[Stored data]
BEGIN

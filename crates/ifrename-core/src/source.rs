//! Loading and saving a static rules file.

use crate::model::FormulaSet;
use crate::nic::{MacPci, NicDescriptor};
use crate::sink::DiagnosticSink;
use crate::types::DiagnosticKind;
use crate::{parser, resolver, serializer};
use std::io::{BufRead, BufReader, Write};
use std::path::{Path, PathBuf};

/// Failure to obtain, read or write the rules source.
#[derive(Debug, thiserror::Error, miette::Diagnostic)]
pub enum SourceError {
    /// No path was configured.
    #[error("No source of static rules configured")]
    #[diagnostic(code(ifrename::source::none))]
    NoSource,

    /// The configured path does not exist.
    #[error("Static rule file '{}' does not exist", .path.display())]
    #[diagnostic(
        code(ifrename::source::missing),
        help("create it with `ifrename-static init`")
    )]
    Missing {
        /// Path that was looked up.
        path: PathBuf,
    },

    /// Reading or writing failed.
    #[error("I/O error on static rule file '{}': {source}", .path.display())]
    #[diagnostic(code(ifrename::source::io))]
    Io {
        /// Path being accessed, empty for streams.
        path: PathBuf,
        /// Underlying error.
        #[source]
        source: std::io::Error,
    },
}

impl SourceError {
    fn kind(&self) -> DiagnosticKind {
        match self {
            Self::NoSource | Self::Missing { .. } => DiagnosticKind::SourceUnavailable,
            Self::Io { .. } => DiagnosticKind::IoFailure,
        }
    }

    fn reported(self, sink: &mut dyn DiagnosticSink) -> Self {
        sink.error(self.kind(), self.to_string());
        self
    }
}

/// A static rules file: its formulae and the rules generated from them.
#[derive(Debug, Clone, Default)]
pub struct StaticRules {
    path: Option<PathBuf>,
    formulae: FormulaSet,
    rules: Vec<MacPci>,
}

impl StaticRules {
    /// Creates an empty instance with no backing path.
    #[must_use]
    pub fn new() -> Self {
        Self::default()
    }

    /// Creates an instance backed by `path`.
    #[must_use]
    pub fn with_path(path: impl Into<PathBuf>) -> Self {
        Self {
            path: Some(path.into()),
            ..Self::default()
        }
    }

    /// Returns the parsed formulae.
    #[must_use]
    pub fn formulae(&self) -> &FormulaSet {
        &self.formulae
    }

    /// Returns the rules from the last [`StaticRules::generate`].
    #[must_use]
    pub fn rules(&self) -> &[MacPci] {
        &self.rules
    }

    /// Reads and parses the backing file, replacing current formulae.
    ///
    /// # Errors
    ///
    /// Fails if no path is configured, the file does not exist, or reading
    /// fails. Formulae are left untouched on failure.
    pub fn load_and_parse(&mut self, sink: &mut dyn DiagnosticSink) -> Result<(), SourceError> {
        let Some(path) = self.path.clone() else {
            return Err(SourceError::NoSource.reported(sink));
        };
        if !path.exists() {
            return Err(SourceError::Missing { path }.reported(sink));
        }

        let file = std::fs::File::open(&path).map_err(|source| {
            SourceError::Io {
                path: path.clone(),
                source,
            }
            .reported(sink)
        })?;
        let lines = read_lines(BufReader::new(file), &path).map_err(|e| e.reported(sink))?;

        tracing::debug!(path = %path.display(), lines = lines.len(), "Parsing static rules");
        self.formulae = parser::parse_lines(&lines, sink);
        Ok(())
    }

    /// Parses rules from a reader, replacing current formulae.
    ///
    /// # Errors
    ///
    /// Fails if reading fails. Formulae are left untouched on failure.
    pub fn load_from_reader<R: BufRead>(
        &mut self,
        reader: R,
        sink: &mut dyn DiagnosticSink,
    ) -> Result<(), SourceError> {
        let lines = read_lines(reader, Path::new("")).map_err(|e| e.reported(sink))?;
        self.formulae = parser::parse_lines(&lines, sink);
        Ok(())
    }

    /// Resolves the formulae against a NIC snapshot and stores the rules.
    pub fn generate(&mut self, nics: &[NicDescriptor], sink: &mut dyn DiagnosticSink) -> &[MacPci] {
        self.rules = resolver::resolve(&self.formulae, nics, sink);
        &self.rules
    }

    /// Renders the formulae as rules text.
    #[must_use]
    pub fn write(&self, header: bool, sink: &mut dyn DiagnosticSink) -> String {
        serializer::serialize(&self.formulae, header, sink)
    }

    /// Writes the rules text to the backing file.
    ///
    /// # Errors
    ///
    /// Fails if no path is configured or writing fails.
    pub fn save(&self, header: bool, sink: &mut dyn DiagnosticSink) -> Result<(), SourceError> {
        let Some(path) = self.path.as_deref() else {
            return Err(SourceError::NoSource.reported(sink));
        };
        let text = self.write(header, sink);
        std::fs::write(path, text).map_err(|source| {
            SourceError::Io {
                path: path.to_path_buf(),
                source,
            }
            .reported(sink)
        })?;
        tracing::debug!(path = %path.display(), "Saved static rules");
        Ok(())
    }

    /// Writes the rules text to any writer.
    ///
    /// # Errors
    ///
    /// Fails if writing fails.
    pub fn write_to<W: Write>(
        &self,
        mut writer: W,
        header: bool,
        sink: &mut dyn DiagnosticSink,
    ) -> Result<(), SourceError> {
        let text = self.write(header, sink);
        writer
            .write_all(text.as_bytes())
            .and_then(|()| writer.flush())
            .map_err(|source| {
                SourceError::Io {
                    path: PathBuf::new(),
                    source,
                }
                .reported(sink)
            })
    }
}

/// Splits the reader into lines, decoding each one lossily so a stray
/// non-UTF-8 byte only affects its own line.
fn read_lines<R: BufRead>(mut reader: R, path: &Path) -> Result<Vec<String>, SourceError> {
    let mut lines = Vec::new();
    let mut buf = Vec::new();
    loop {
        buf.clear();
        let read = reader
            .read_until(b'\n', &mut buf)
            .map_err(|source| SourceError::Io {
                path: path.to_path_buf(),
                source,
            })?;
        if read == 0 {
            return Ok(lines);
        }
        if buf.last() == Some(&b'\n') {
            buf.pop();
            if buf.last() == Some(&b'\r') {
                buf.pop();
            }
        }
        lines.push(String::from_utf8_lossy(&buf).into_owned());
    }
}

#[cfg(test)]
mod tests {
    use super::*;
    use crate::model::{Method, Target};
    use crate::sink::{Collector, NullSink};
    use std::io::{self, Cursor, Read};

    const RULES: &str = "\
# comment line (ignored)
eth0:mac=\"DE:AD:C0:DE:00:00\"
eth1:pci=\"0000:01:01.1\"
";

    struct FailingReader;

    impl Read for FailingReader {
        fn read(&mut self, _buf: &mut [u8]) -> io::Result<usize> {
            Err(io::Error::other("disk on fire"))
        }
    }

    struct FailingWriter;

    impl Write for FailingWriter {
        fn write(&mut self, _buf: &[u8]) -> io::Result<usize> {
            Err(io::Error::new(io::ErrorKind::BrokenPipe, "closed"))
        }

        fn flush(&mut self) -> io::Result<()> {
            Ok(())
        }
    }

    #[test]
    fn load_without_path_fails() {
        let mut rules = StaticRules::new();
        let mut sink = Collector::new();
        let err = rules.load_and_parse(&mut sink).unwrap_err();
        assert!(matches!(err, SourceError::NoSource));
        assert!(sink.has(DiagnosticKind::SourceUnavailable));
    }

    #[test]
    fn load_missing_file_fails() {
        let dir = tempfile::tempdir().unwrap();
        let mut rules = StaticRules::with_path(dir.path().join("absent.conf"));
        let err = rules.load_and_parse(&mut NullSink).unwrap_err();
        assert!(matches!(err, SourceError::Missing { .. }));
        assert!(rules.formulae().is_empty());
    }

    #[test]
    fn load_from_file() {
        let dir = tempfile::tempdir().unwrap();
        let path = dir.path().join("static-rules.conf");
        std::fs::write(&path, RULES).unwrap();

        let mut rules = StaticRules::with_path(&path);
        rules.load_and_parse(&mut NullSink).unwrap();
        assert_eq!(rules.formulae().len(), 2);
        assert_eq!(
            rules
                .formulae()
                .get(&Target::new("eth1").unwrap())
                .unwrap()
                .method(),
            Method::Pci
        );
    }

    #[test]
    fn load_from_reader() {
        let mut rules = StaticRules::new();
        rules
            .load_from_reader(Cursor::new(RULES), &mut NullSink)
            .unwrap();
        assert_eq!(rules.formulae().len(), 2);
    }

    #[test]
    fn non_utf8_bytes_do_not_abort_the_load() {
        let text: &[u8] =
            b"# Carte r\xe9seau\neth0:mac=\"DE:AD:C0:DE:00:00\"\r\neth1:label=\"Slot \xe9\"\n";
        let mut rules = StaticRules::new();
        let mut sink = Collector::new();
        rules.load_from_reader(text, &mut sink).unwrap();

        assert!(!sink.has(DiagnosticKind::IoFailure));
        assert_eq!(rules.formulae().len(), 2);
        let eth0 = rules.formulae().get(&Target::new("eth0").unwrap()).unwrap();
        assert_eq!(eth0.value(), "DE:AD:C0:DE:00:00");
        let eth1 = rules.formulae().get(&Target::new("eth1").unwrap()).unwrap();
        assert_eq!(eth1.method(), Method::Label);
        assert_eq!(eth1.value(), "Slot \u{fffd}");
    }

    #[test]
    fn read_failure_keeps_previous_formulae() {
        let mut rules = StaticRules::new();
        rules
            .load_from_reader(Cursor::new(RULES), &mut NullSink)
            .unwrap();

        let mut sink = Collector::new();
        let err = rules
            .load_from_reader(BufReader::new(FailingReader), &mut sink)
            .unwrap_err();
        assert!(matches!(err, SourceError::Io { .. }));
        assert!(sink.has(DiagnosticKind::IoFailure));
        assert_eq!(rules.formulae().len(), 2);
    }

    #[test]
    fn save_without_path_fails() {
        let rules = StaticRules::new();
        assert!(matches!(
            rules.save(true, &mut NullSink),
            Err(SourceError::NoSource)
        ));
    }

    #[test]
    fn save_then_load_round_trips() {
        let dir = tempfile::tempdir().unwrap();
        let path = dir.path().join("static-rules.conf");

        let mut source = StaticRules::with_path(&path);
        source
            .load_from_reader(Cursor::new(RULES), &mut NullSink)
            .unwrap();
        source.save(true, &mut NullSink).unwrap();

        let written = std::fs::read_to_string(&path).unwrap();
        assert!(written.starts_with(serializer::SAVE_HEADER));

        let mut reloaded = StaticRules::with_path(&path);
        reloaded.load_and_parse(&mut NullSink).unwrap();
        assert_eq!(reloaded.formulae(), source.formulae());
    }

    #[test]
    fn write_to_failure_is_io_error() {
        let rules = StaticRules::new();
        let mut sink = Collector::new();
        let result = rules.write_to(FailingWriter, false, &mut sink);
        // Empty text, so write() is never called.
        assert!(result.is_ok());

        let mut rules = StaticRules::new();
        rules
            .load_from_reader(Cursor::new(RULES), &mut NullSink)
            .unwrap();
        let err = rules.write_to(FailingWriter, false, &mut sink).unwrap_err();
        assert!(matches!(err, SourceError::Io { .. }));
        assert!(sink.has(DiagnosticKind::IoFailure));
    }

    #[test]
    fn generate_stores_rules() {
        let mut rules = StaticRules::new();
        rules
            .load_from_reader(Cursor::new(RULES), &mut NullSink)
            .unwrap();
        let nics = vec![
            NicDescriptor::new("de:ad:c0:de:00:00", "0000:05:00.0"),
            NicDescriptor::new("de:ad:c0:de:00:01", "0000:01:01.1"),
        ];
        let generated = rules.generate(&nics, &mut NullSink).len();
        assert_eq!(generated, 2);
        assert_eq!(rules.rules()[1].mac(), "de:ad:c0:de:00:01");
    }
}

END

**WHAT THE TASK REQUIRES:**
Each line above that holds the string "else" should be copied and shown.

**RESPONSE:**
        let Some(path) = self.path.clone() else {
        let Some(path) = self.path.as_deref() else {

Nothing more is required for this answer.